In 1962, he went as an exchange professor to the universities of Moscow and Leningrad, reviving his long-dormant Russian. At this time, he began research on the Polish-Russian linguist Jan Baudoin de Courtenay, a pioneer of structuralism.

He first introduced a new theory of child language acquisition at a lecture at Moscow State University. This lecture was later translated into English at the Linguistic Institute at the University of Washington.

The next decade saw an efflorescence of research on child language development with colleagues at the Center for Advanced Study in the Behavioral Sciences at Stanford and at UC Davis. This research culminated in the publication of one of his books, Out of the Mouth of Babes: Earliest Stages in Language Learning.

Professor Olmsted was nominated for the Faculty Research Lectureship in the 1974-75 academic year, the highest honor that can be bestowed on a faculty member, by the Davis Division of the UC Academic Senate. In his lecture, “Heresy in linguistics,” he contrasts his behavioral approach to linguistics with Noam Chomsky’s metaphysical belief in innatism as it pertains to the nature and acquisition of language.

An article published in the Fall 1986 issue of the UC Davis Magazine, titled “Ember in the Sea,’ outlines Olmsted’s latest research, which sent him on several field trips to the island of Corsica to study the endangered Corsican language and culture. Unfortunately, by the time he retired from UC Davis in 1993, he had not published his findings.

His scholarship—close to 90 publications—earned him many awards, including a Social Science Council Faculty Research Fellowship (1955-58), a Guggenheim Fellowship (1961), and a Fellowship at the Center for Advanced Study in the Behavioral Sciences (1966-67).[David Olmsted]
David Olmsted, taken from a1977 article

announcing his appointment as

editor of American Anthropology
He was a reviewer of grant proposals for the National Science Foundation and the National Institutes of Health, and acted as a referee and consulting editor for a number of learned journals. He served on the Executive Board of the American Anthropological Association and as the Editor-in-Chief of American Anthropologist, the flagship journal of the association.

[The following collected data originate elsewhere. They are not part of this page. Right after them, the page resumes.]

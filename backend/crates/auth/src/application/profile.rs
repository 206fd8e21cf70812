//! Profile Use Cases
//!
//! Read and update user records by id.

use std::sync::Arc;

use crate::domain::entity::user::{User, UserChanges};
use crate::domain::repository::UserRepository;
use crate::domain::value_object::{email::Email, user_id::UserId, user_name::UserName};
use crate::error::{AuthError, AuthResult};

/// Update user input; `None` leaves a field unchanged
#[derive(Debug, Clone, Default)]
pub struct UpdateUserInput {
    pub username: Option<String>,
    pub email: Option<String>,
    pub first_name: Option<String>,
    pub last_name: Option<String>,
    pub is_active: Option<bool>,
    pub is_superuser: Option<bool>,
}

impl UpdateUserInput {
    fn validate(self) -> AuthResult<UserChanges> {
        let user_name = self
            .username
            .map(UserName::new)
            .transpose()
            .map_err(|e| AuthError::Validation(e.to_string()))?;
        let email = self.email.map(Email::new).transpose()?;

        Ok(UserChanges {
            user_name,
            email,
            first_name: self.first_name,
            last_name: self.last_name,
            is_active: self.is_active,
            is_superuser: self.is_superuser,
        })
    }
}

/// Get user use case
pub struct GetUserUseCase<U>
where
    U: UserRepository,
{
    user_repo: Arc<U>,
}

impl<U> GetUserUseCase<U>
where
    U: UserRepository,
{
    pub fn new(user_repo: Arc<U>) -> Self {
        Self { user_repo }
    }

    pub async fn execute(&self, user_id: UserId) -> AuthResult<User> {
        self.user_repo
            .find_by_id(user_id)
            .await?
            .ok_or(AuthError::UserNotFound)
    }
}

/// Update user use case
pub struct UpdateUserUseCase<U>
where
    U: UserRepository,
{
    user_repo: Arc<U>,
}

impl<U> UpdateUserUseCase<U>
where
    U: UserRepository,
{
    pub fn new(user_repo: Arc<U>) -> Self {
        Self { user_repo }
    }

    /// Apply changes and persist; a taken user name or email is `Conflict`
    pub async fn execute(&self, user_id: UserId, input: UpdateUserInput) -> AuthResult<User> {
        let changes = input.validate()?;

        let mut user = self
            .user_repo
            .find_by_id(user_id)
            .await?
            .ok_or(AuthError::UserNotFound)?;

        user.apply(changes);
        self.user_repo.update_profile(&user).await?;

        tracing::info!(
            user_id = %user_id,
            is_active = user.is_active,
            is_superuser = user.is_superuser,
            "User updated"
        );

        Ok(user)
    }
}
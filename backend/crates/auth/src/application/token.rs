//! Bearer Token Codec
//!
//! Compact HS256 tokens: `base64url(header).base64url(claims).base64url(sig)`
//! where `sig = HMAC-SHA256(secret, header "." claims)`. Base64url is
//! unpadded. Tokens are stateless; nothing is stored server-side.
//!
//! Parse order: shape, header, algorithm, signature, time fields. The
//! signature is checked before any claim is trusted.

use std::sync::Arc;

use chrono::{DateTime, Duration, TimeZone, Utc};
use kernel::clock::Clock;
use platform::crypto::{from_base64url, hmac_sha256, to_base64url, verify_hmac_sha256};
use serde::{Deserialize, Serialize};
use thiserror::Error;

use crate::application::config::AuthConfig;
use crate::domain::value_object::user_id::UserId;

const ALGORITHM: &str = "HS256";

/// Why a token was rejected
///
/// All variants render the same message at the HTTP boundary; only
/// internal callers see the distinction.
#[derive(Debug, Clone, PartialEq, Eq, Error)]
pub enum TokenError {
    #[error("token is malformed")]
    Malformed,

    #[error("token signature does not match")]
    BadSignature,

    #[error("token has expired")]
    Expired,

    #[error("token is not valid yet")]
    NotYetValid,

    #[error("unsupported token algorithm: {0}")]
    UnsupportedAlgorithm(String),
}

impl TokenError {
    pub fn is_expired(&self) -> bool {
        matches!(self, TokenError::Expired)
    }
}

#[derive(Debug, Serialize, Deserialize)]
struct TokenHeader {
    alg: String,
    #[serde(default, skip_serializing_if = "Option::is_none")]
    typ: Option<String>,
}

/// Verified token payload
#[derive(Debug, Clone, PartialEq, Eq, Serialize, Deserialize)]
pub struct TokenClaims {
    /// Subject user id
    pub sub: UserId,
    /// Issued at (Unix seconds)
    pub iat: i64,
    /// Expires at (Unix seconds, exclusive)
    pub exp: i64,
    #[serde(default, skip_serializing_if = "Option::is_none")]
    pub username: Option<String>,
    #[serde(default)]
    pub is_superuser: bool,
}

impl TokenClaims {
    pub fn user_id(&self) -> UserId {
        self.sub
    }

    pub fn expires_at(&self) -> Option<DateTime<Utc>> {
        Utc.timestamp_opt(self.exp, 0).single()
    }
}

/// Sign `claims` with `secret`
pub fn encode(claims: &TokenClaims, secret: &[u8]) -> Result<String, serde_json::Error> {
    let header = TokenHeader {
        alg: ALGORITHM.to_string(),
        typ: Some("JWT".to_string()),
    };

    let header_b64 = to_base64url(&serde_json::to_vec(&header)?);
    let claims_b64 = to_base64url(&serde_json::to_vec(claims)?);
    let signing_input = format!("{header_b64}.{claims_b64}");
    let signature = hmac_sha256(secret, signing_input.as_bytes());

    Ok(format!("{signing_input}.{}", to_base64url(&signature)))
}

/// Verify `token` against `secret` and the time window at `now`
///
/// `leeway` only widens the not-before side; `exp` is exclusive and exact.
pub fn decode(
    token: &str,
    secret: &[u8],
    now: DateTime<Utc>,
    leeway: Duration,
) -> Result<TokenClaims, TokenError> {
    let mut parts = token.split('.');
    let (Some(header_b64), Some(claims_b64), Some(sig_b64), None) =
        (parts.next(), parts.next(), parts.next(), parts.next())
    else {
        return Err(TokenError::Malformed);
    };

    let header_raw = from_base64url(header_b64).map_err(|_| TokenError::Malformed)?;
    let header: TokenHeader =
        serde_json::from_slice(&header_raw).map_err(|_| TokenError::Malformed)?;
    if header.alg != ALGORITHM {
        return Err(TokenError::UnsupportedAlgorithm(header.alg));
    }

    let signature = from_base64url(sig_b64).map_err(|_| TokenError::Malformed)?;
    let signing_input = &token[..header_b64.len() + 1 + claims_b64.len()];
    if !verify_hmac_sha256(secret, signing_input.as_bytes(), &signature) {
        return Err(TokenError::BadSignature);
    }

    let claims_raw = from_base64url(claims_b64).map_err(|_| TokenError::Malformed)?;
    let value: serde_json::Value =
        serde_json::from_slice(&claims_raw).map_err(|_| TokenError::Malformed)?;

    // Time fields must be present and integral
    let iat = value.get("iat").and_then(serde_json::Value::as_i64);
    let exp = value.get("exp").and_then(serde_json::Value::as_i64);
    if iat.is_none() || exp.is_none() {
        return Err(TokenError::Malformed);
    }

    let claims: TokenClaims = serde_json::from_value(value).map_err(|_| TokenError::Malformed)?;

    let now = now.timestamp();
    if now < claims.iat - leeway.num_seconds() {
        return Err(TokenError::NotYetValid);
    }
    if now >= claims.exp {
        return Err(TokenError::Expired);
    }

    Ok(claims)
}

/// A freshly minted token and its expiry
#[derive(Debug, Clone)]
pub struct IssuedToken {
    pub token: String,
    pub expires_at: DateTime<Utc>,
    pub claims: TokenClaims,
}

/// Secret, lifetime and clock bundled for minting and parsing
///
/// Shared by the service (mint) and the request filter (parse).
#[derive(Clone)]
pub struct TokenCodec {
    secret: Arc<[u8]>,
    ttl: Duration,
    leeway: Duration,
    clock: Arc<dyn Clock>,
}

impl TokenCodec {
    pub fn new(config: &AuthConfig, clock: Arc<dyn Clock>) -> Self {
        Self {
            secret: Arc::from(config.token_secret()),
            ttl: config.token_ttl(),
            leeway: config.token_leeway(),
            clock,
        }
    }

    /// Mint a token for a user, valid from now for the configured TTL
    pub fn mint(
        &self,
        user_id: UserId,
        username: &str,
        is_superuser: bool,
    ) -> Result<IssuedToken, serde_json::Error> {
        let iat = self.clock.now().timestamp();
        let exp = iat + self.ttl.num_seconds();
        let claims = TokenClaims {
            sub: user_id,
            iat,
            exp,
            username: Some(username.to_string()),
            is_superuser,
        };

        let token = encode(&claims, &self.secret)?;
        let expires_at = claims.expires_at().unwrap_or(DateTime::<Utc>::MAX_UTC);

        Ok(IssuedToken {
            token,
            expires_at,
            claims,
        })
    }

    /// Verify a token at the current clock time
    pub fn parse(&self, token: &str) -> Result<TokenClaims, TokenError> {
        decode(token, &self.secret, self.clock.now(), self.leeway)
    }
}
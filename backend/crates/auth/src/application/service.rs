//! Auth Service
//!
//! Facade over the use cases, holding the shared store, configuration,
//! clock and token codec. Built once at startup and cloned cheaply into
//! handlers; nothing in it is mutated afterwards.

use std::sync::Arc;

use kernel::clock::Clock;

use crate::application::config::AuthConfig;
use crate::application::hashing::DecoyHash;
use crate::application::login::{LoginInput, LoginOutput, LoginUseCase};
use crate::application::otp::{GenerateOtpUseCase, VerifyOtpUseCase};
use crate::application::password::{ChangePasswordUseCase, ResetPasswordUseCase};
use crate::application::profile::{GetUserUseCase, UpdateUserInput, UpdateUserUseCase};
use crate::application::register::{RegisterInput, RegisterUseCase};
use crate::application::token::TokenCodec;
use crate::domain::entity::user::User;
use crate::domain::repository::{OtpRepository, UserRepository};
use crate::domain::value_object::user_id::UserId;
use crate::error::AuthResult;

/// Store backing the service: users and OTPs behind one handle
pub trait AuthStore: UserRepository + OtpRepository + Send + Sync + 'static {}

impl<T> AuthStore for T where T: UserRepository + OtpRepository + Send + Sync + 'static {}

pub struct AuthService<R>
where
    R: AuthStore,
{
    repo: Arc<R>,
    config: Arc<AuthConfig>,
    clock: Arc<dyn Clock>,
    codec: TokenCodec,
    decoy: Arc<DecoyHash>,
}

impl<R> Clone for AuthService<R>
where
    R: AuthStore,
{
    fn clone(&self) -> Self {
        Self {
            repo: self.repo.clone(),
            config: self.config.clone(),
            clock: self.clock.clone(),
            codec: self.codec.clone(),
            decoy: self.decoy.clone(),
        }
    }
}

impl<R> AuthService<R>
where
    R: AuthStore,
{
    /// `config` is already validated by `AuthConfig::new`
    pub fn new(repo: R, config: AuthConfig, clock: Arc<dyn Clock>) -> Self {
        let codec = TokenCodec::new(&config, clock.clone());
        let decoy = Arc::new(DecoyHash::new(config.password_cost()));
        Self {
            repo: Arc::new(repo),
            config: Arc::new(config),
            clock,
            codec,
            decoy,
        }
    }

    /// Codec sharing this service's secret and clock, for request filters
    pub fn codec(&self) -> &TokenCodec {
        &self.codec
    }

    pub async fn register(&self, input: RegisterInput) -> AuthResult<UserId> {
        RegisterUseCase::new(self.repo.clone(), self.config.clone())
            .execute(input)
            .await
    }

    /// Check credentials without minting a token
    pub async fn authenticate(&self, handle: &str, password: String) -> AuthResult<User> {
        self.login_use_case().authenticate(handle, password).await
    }

    pub async fn login(&self, handle: String, password: String) -> AuthResult<LoginOutput> {
        self.login_use_case()
            .execute(LoginInput { handle, password })
            .await
    }

    /// Issue an OTP; non-positive arguments use the configured defaults
    pub async fn generate_otp(
        &self,
        user_id: UserId,
        length: i32,
        validity_minutes: i64,
    ) -> AuthResult<String> {
        GenerateOtpUseCase::new(
            self.repo.clone(),
            self.repo.clone(),
            self.config.clone(),
            self.clock.clone(),
        )
        .execute(user_id, length, validity_minutes)
        .await
    }

    pub async fn generate_default_otp(&self, user_id: UserId) -> AuthResult<String> {
        self.generate_otp(user_id, 0, 0).await
    }

    pub async fn verify_otp(&self, user_id: UserId, code: &str) -> AuthResult<bool> {
        VerifyOtpUseCase::new(self.repo.clone())
            .execute(user_id, code)
            .await
    }

    pub async fn change_password(
        &self,
        user_id: UserId,
        current_password: String,
        new_password: String,
    ) -> AuthResult<()> {
        ChangePasswordUseCase::new(self.repo.clone(), self.config.clone(), self.clock.clone())
            .execute(user_id, current_password, new_password)
            .await
    }

    /// Set a password without the current one
    ///
    /// Not coupled to OTP verification. Only call this after the caller
    /// has independently proven control of the account, typically
    /// `verify_otp(user_id, code) == Ok(true)`.
    pub async fn reset_password(&self, user_id: UserId, new_password: String) -> AuthResult<()> {
        ResetPasswordUseCase::new(self.repo.clone(), self.config.clone(), self.clock.clone())
            .execute(user_id, new_password)
            .await
    }

    pub async fn get_user(&self, user_id: UserId) -> AuthResult<User> {
        GetUserUseCase::new(self.repo.clone()).execute(user_id).await
    }

    pub async fn update_user(&self, user_id: UserId, input: UpdateUserInput) -> AuthResult<User> {
        UpdateUserUseCase::new(self.repo.clone())
            .execute(user_id, input)
            .await
    }

    fn login_use_case(&self) -> LoginUseCase<R> {
        LoginUseCase::new(
            self.repo.clone(),
            self.codec.clone(),
            self.clock.clone(),
            self.decoy.clone(),
        )
    }
}
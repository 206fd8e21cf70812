//! Application Configuration
//!
//! Configuration for the Auth application layer. Validated once in
//! [`AuthConfig::new`]; read-only afterwards.

use std::fmt;
use std::sync::Arc;

use chrono::Duration;
use platform::password::{DEFAULT_COST, MIN_COST};

use crate::domain::entity::otp::OTP_MAX_LENGTH;
use crate::error::{AuthError, AuthResult};

/// Default token lifetime (24 hours)
pub const DEFAULT_TOKEN_TTL_MINUTES: i64 = 24 * 60;

/// Default OTP length in digits
pub const DEFAULT_OTP_LENGTH: usize = 6;

/// Default OTP validity in minutes
pub const DEFAULT_OTP_VALIDITY_MINUTES: i64 = 15;

/// Auth application configuration
#[derive(Clone)]
pub struct AuthConfig {
    token_secret: Arc<[u8]>,
    token_ttl: Duration,
    token_leeway: Duration,
    password_cost: u32,
    otp_length: usize,
    otp_validity: Duration,
}

impl AuthConfig {
    /// Create config with a signing secret and token lifetime
    ///
    /// ## Errors
    /// `ConfigInvalid` if the secret is empty or the TTL is not positive
    pub fn new(token_secret: impl AsRef<[u8]>, token_ttl: Duration) -> AuthResult<Self> {
        let token_secret = token_secret.as_ref();
        if token_secret.is_empty() {
            return Err(AuthError::ConfigInvalid(
                "token secret must not be empty".to_string(),
            ));
        }
        if token_ttl <= Duration::zero() {
            return Err(AuthError::ConfigInvalid(
                "token TTL must be positive".to_string(),
            ));
        }

        Ok(Self {
            token_secret: Arc::from(token_secret),
            token_ttl,
            token_leeway: Duration::zero(),
            password_cost: DEFAULT_COST,
            otp_length: DEFAULT_OTP_LENGTH,
            otp_validity: Duration::minutes(DEFAULT_OTP_VALIDITY_MINUTES),
        })
    }

    /// Clock skew tolerated before `iat`
    pub fn with_token_leeway(mut self, leeway: Duration) -> AuthResult<Self> {
        if leeway < Duration::zero() {
            return Err(AuthError::ConfigInvalid(
                "token leeway must not be negative".to_string(),
            ));
        }
        self.token_leeway = leeway;
        Ok(self)
    }

    /// bcrypt work factor
    pub fn with_password_cost(mut self, cost: u32) -> AuthResult<Self> {
        if !(MIN_COST..=31).contains(&cost) {
            return Err(AuthError::ConfigInvalid(format!(
                "password cost must be between {MIN_COST} and 31 (got {cost})"
            )));
        }
        self.password_cost = cost;
        Ok(self)
    }

    /// Defaults used by `generate_default_otp` and for clamped arguments
    pub fn with_otp_defaults(mut self, length: usize, validity: Duration) -> AuthResult<Self> {
        if length == 0 || length > OTP_MAX_LENGTH {
            return Err(AuthError::ConfigInvalid(format!(
                "OTP length must be between 1 and {OTP_MAX_LENGTH} (got {length})"
            )));
        }
        if validity <= Duration::zero() {
            return Err(AuthError::ConfigInvalid(
                "OTP validity must be positive".to_string(),
            ));
        }
        self.otp_length = length;
        self.otp_validity = validity;
        Ok(self)
    }

    pub fn token_secret(&self) -> &[u8] {
        &self.token_secret
    }

    pub fn token_ttl(&self) -> Duration {
        self.token_ttl
    }

    pub fn token_leeway(&self) -> Duration {
        self.token_leeway
    }

    pub fn password_cost(&self) -> u32 {
        self.password_cost
    }

    pub fn otp_length(&self) -> usize {
        self.otp_length
    }

    pub fn otp_validity(&self) -> Duration {
        self.otp_validity
    }
}

impl fmt::Debug for AuthConfig {
    fn fmt(&self, f: &mut fmt::Formatter<'_>) -> fmt::Result {
        f.debug_struct("AuthConfig")
            .field("token_secret", &"[REDACTED]")
            .field("token_ttl", &self.token_ttl)
            .field("token_leeway", &self.token_leeway)
            .field("password_cost", &self.password_cost)
            .field("otp_length", &self.otp_length)
            .field("otp_validity", &self.otp_validity)
            .finish()
    }
}

#[cfg(test)]
mod tests {
    use super::*;

    #[test]
    fn test_defaults() {
        let config = AuthConfig::new("secret", Duration::minutes(DEFAULT_TOKEN_TTL_MINUTES)).unwrap();
        assert_eq!(config.token_ttl(), Duration::hours(24));
        assert_eq!(config.token_leeway(), Duration::zero());
        assert_eq!(config.password_cost(), DEFAULT_COST);
        assert_eq!(config.otp_length(), 6);
        assert_eq!(config.otp_validity(), Duration::minutes(15));
    }

    #[test]
    fn test_rejects_empty_secret() {
        let err = AuthConfig::new("", Duration::hours(1)).unwrap_err();
        assert!(matches!(err, AuthError::ConfigInvalid(_)));
    }

    #[test]
    fn test_rejects_non_positive_ttl() {
        assert!(AuthConfig::new("secret", Duration::zero()).is_err());
        assert!(AuthConfig::new("secret", Duration::seconds(-5)).is_err());
    }

    #[test]
    fn test_builder_validation() {
        let config = AuthConfig::new("secret", Duration::hours(1)).unwrap();
        assert!(config.clone().with_password_cost(MIN_COST - 1).is_err());
        assert!(config.clone().with_password_cost(32).is_err());
        assert!(config.clone().with_otp_defaults(17, Duration::minutes(1)).is_err());
        assert!(config.clone().with_otp_defaults(6, Duration::zero()).is_err());
        assert!(config.clone().with_token_leeway(Duration::seconds(-1)).is_err());

        let config = config
            .with_password_cost(MIN_COST)
            .unwrap()
            .with_otp_defaults(8, Duration::minutes(5))
            .unwrap();
        assert_eq!(config.password_cost(), MIN_COST);
        assert_eq!(config.otp_length(), 8);
    }

    #[test]
    fn test_debug_redacts_secret() {
        let config = AuthConfig::new("super-secret-value", Duration::hours(1)).unwrap();
        let debug = format!("{:?}", config);
        assert!(debug.contains("REDACTED"));
        assert!(!debug.contains("super-secret-value"));
    }
}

His record of university service was deemed “remarkable and distinguished” by the Committee that nominated him as UC Davis Faculty Research Lecturer. He was very active in the affairs of the Davis Division, and as Chairman of the Committee on Academic Personnel, both locally and of the statewide Academic Senate.

After two earlier marriages ended in divorce, David Olmsted met Anne Hiller (née Marty). They were married in 1986.

He is survived by his daughter Elaine Olmsted Gearheart (born in 1948), his son Frederick Olmsted (born and adopted in 1968), his nephew Nicolas Boseck, son of his late sister Nancy Olmsted Slone, his only sibling. He is also survived by his wife, Anne Olmsted.

David was calm, thoughtful, principled, and had a keen sense of humor. He had a passion for reading, chess, jazz, and Mozart. He was a lifelong active Democrat who closely followed political events and trends.

While teaching at UC Davis, he tended his herd of Suffolk sheep and planted dozens of trees in the hard clay soil of his land. During his retirement, he perfected his culinary skills (his risotto and chili were legendary), traveled often to Europe with his wife, spoiled his cats, and played his musical instruments.

He will be sorely missed by his family, friends, and colleagues. To honor his life’s achievements, the David L. Olmsted Memorial Scholarship will be established at Cornell University for students in need of financial aid.